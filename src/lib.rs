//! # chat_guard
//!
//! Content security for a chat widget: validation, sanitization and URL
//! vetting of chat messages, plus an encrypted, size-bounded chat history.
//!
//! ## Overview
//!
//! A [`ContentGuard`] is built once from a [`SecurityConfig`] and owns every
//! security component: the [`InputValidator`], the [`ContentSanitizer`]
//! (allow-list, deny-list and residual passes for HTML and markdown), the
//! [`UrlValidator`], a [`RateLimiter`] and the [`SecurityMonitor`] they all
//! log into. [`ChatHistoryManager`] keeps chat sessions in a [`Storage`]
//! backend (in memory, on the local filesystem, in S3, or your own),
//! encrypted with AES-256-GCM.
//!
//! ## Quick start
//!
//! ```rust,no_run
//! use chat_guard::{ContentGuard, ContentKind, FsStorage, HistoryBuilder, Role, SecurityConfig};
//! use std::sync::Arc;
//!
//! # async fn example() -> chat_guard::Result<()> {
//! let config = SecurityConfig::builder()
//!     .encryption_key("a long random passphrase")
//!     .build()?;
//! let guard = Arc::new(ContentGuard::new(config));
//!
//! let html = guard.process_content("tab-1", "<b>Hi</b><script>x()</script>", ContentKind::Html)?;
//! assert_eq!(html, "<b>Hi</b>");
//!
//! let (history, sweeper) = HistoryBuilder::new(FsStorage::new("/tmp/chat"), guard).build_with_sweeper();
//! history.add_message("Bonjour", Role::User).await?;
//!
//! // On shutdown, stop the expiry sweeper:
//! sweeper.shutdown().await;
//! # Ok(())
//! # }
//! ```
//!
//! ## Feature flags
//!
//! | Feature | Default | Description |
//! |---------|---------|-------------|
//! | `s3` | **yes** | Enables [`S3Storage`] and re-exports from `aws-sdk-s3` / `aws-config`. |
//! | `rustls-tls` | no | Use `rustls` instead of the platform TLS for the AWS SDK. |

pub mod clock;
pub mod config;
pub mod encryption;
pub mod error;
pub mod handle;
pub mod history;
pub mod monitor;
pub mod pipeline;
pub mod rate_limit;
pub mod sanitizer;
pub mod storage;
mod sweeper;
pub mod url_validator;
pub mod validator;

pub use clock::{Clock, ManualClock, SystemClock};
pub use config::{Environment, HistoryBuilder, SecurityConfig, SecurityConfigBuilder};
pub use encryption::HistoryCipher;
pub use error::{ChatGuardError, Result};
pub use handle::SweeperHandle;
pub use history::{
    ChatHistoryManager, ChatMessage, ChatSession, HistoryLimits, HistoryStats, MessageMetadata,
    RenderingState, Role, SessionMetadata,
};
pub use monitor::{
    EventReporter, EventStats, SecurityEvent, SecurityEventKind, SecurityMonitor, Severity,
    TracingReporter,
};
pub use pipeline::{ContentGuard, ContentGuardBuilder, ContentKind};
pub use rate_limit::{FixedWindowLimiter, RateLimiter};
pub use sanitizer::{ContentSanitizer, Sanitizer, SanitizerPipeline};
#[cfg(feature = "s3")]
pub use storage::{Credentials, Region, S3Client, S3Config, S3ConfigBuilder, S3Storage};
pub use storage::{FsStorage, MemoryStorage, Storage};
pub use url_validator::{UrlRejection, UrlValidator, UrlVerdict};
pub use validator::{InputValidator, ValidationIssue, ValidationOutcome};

▶ Exercise details:
Using the data above, restate word for word the lines from its opening line through the line that contains "pub mod validator;", and no more.

▶ Your response:
filename src/lib.rs
//! # chat_guard
//!
//! Content security for a chat widget: validation, sanitization and URL
//! vetting of chat messages, plus an encrypted, size-bounded chat history.
//!
//! ## Overview
//!
//! A [`ContentGuard`] is built once from a [`SecurityConfig`] and owns every
//! security component: the [`InputValidator`], the [`ContentSanitizer`]
//! (allow-list, deny-list and residual passes for HTML and markdown), the
//! [`UrlValidator`], a [`RateLimiter`] and the [`SecurityMonitor`] they all
//! log into. [`ChatHistoryManager`] keeps chat sessions in a [`Storage`]
//! backend (in memory, on the local filesystem, in S3, or your own),
//! encrypted with AES-256-GCM.
//!
//! ## Quick start
//!
//! ```rust,no_run
//! use chat_guard::{ContentGuard, ContentKind, FsStorage, HistoryBuilder, Role, SecurityConfig};
//! use std::sync::Arc;
//!
//! # async fn example() -> chat_guard::Result<()> {
//! let config = SecurityConfig::builder()
//!     .encryption_key("a long random passphrase")
//!     .build()?;
//! let guard = Arc::new(ContentGuard::new(config));
//!
//! let html = guard.process_content("tab-1", "<b>Hi</b><script>x()</script>", ContentKind::Html)?;
//! assert_eq!(html, "<b>Hi</b>");
//!
//! let (history, sweeper) = HistoryBuilder::new(FsStorage::new("/tmp/chat"), guard).build_with_sweeper();
//! history.add_message("Bonjour", Role::User).await?;
//!
//! // On shutdown, stop the expiry sweeper:
//! sweeper.shutdown().await;
//! # Ok(())
//! # }
//! ```
//!
//! ## Feature flags
//!
//! | Feature | Default | Description |
//! |---------|---------|-------------|
//! | `s3` | **yes** | Enables [`S3Storage`] and re-exports from `aws-sdk-s3` / `aws-config`. |
//! | `rustls-tls` | no | Use `rustls` instead of the platform TLS for the AWS SDK. |

pub mod clock;
pub mod config;
pub mod encryption;
pub mod error;
pub mod handle;
pub mod history;
pub mod monitor;
pub mod pipeline;
pub mod rate_limit;
pub mod sanitizer;
pub mod storage;
mod sweeper;
pub mod url_validator;
pub mod validator;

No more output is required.